Bratko Bibič and his band of merry man certainly created one of the most memorable albums in Slovenian history with their self-titled album. Released in 1982, the album fused the band’s love for folk music, both domestic and from abroad, together with strong humorous avant-garde elements and an obvious nod to classical music as well. A truly unique album.

Quatebriga – Revolution in the Zoo (1985)
(Click on the album cover to hear a song from the album)

Quatebriga continued where Begnagrad left off. Not surprisingly, really, as Nino de Gleria (bass) and Aleš Rendla (drums) were both “survivors” from the Begnagrad days. Despite their credentials, it was actually Milko Lazar (winds, keyboards) who was actually the driving force behind this operation. Their debut, Revolution in the Zoo, is a fine example of fusing jazz, rock and avant-garde music – and to grea teffect, might I add!


You won’t find Laibach in many progressive lexicons, but they certainly belong there, proving several times in their career that the natural state of their music is to constantly evolve. Therefore, they are one of the key ingredients in the Slovenian progressive rock scene.

Laibach – MacBeth (1990)
Click on the album cover to hear a song from the album)

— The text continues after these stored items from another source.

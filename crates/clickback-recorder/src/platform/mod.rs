//! Platform capture sources
//!
//! Provides the native `RawInputSource` where one exists.

#[cfg(target_os = "windows")]
pub mod windows;

// Re-export the current platform
#[cfg(target_os = "windows")]
pub use self::windows as current;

Laibach were the ones who kept the progressive tradition going throughout the 1980s, when bands like Begnagrad and Quatebriga ceased to exist. Although not usually considered progressive, their music embodies the true spirit of constantly evolving and progressing towards a higher purpose. And in that goal, Laibach never fail. MacBeth came at a time when Laibach were most creative and includes elements of industrial music, avant-garde, rock, neo classical, etc.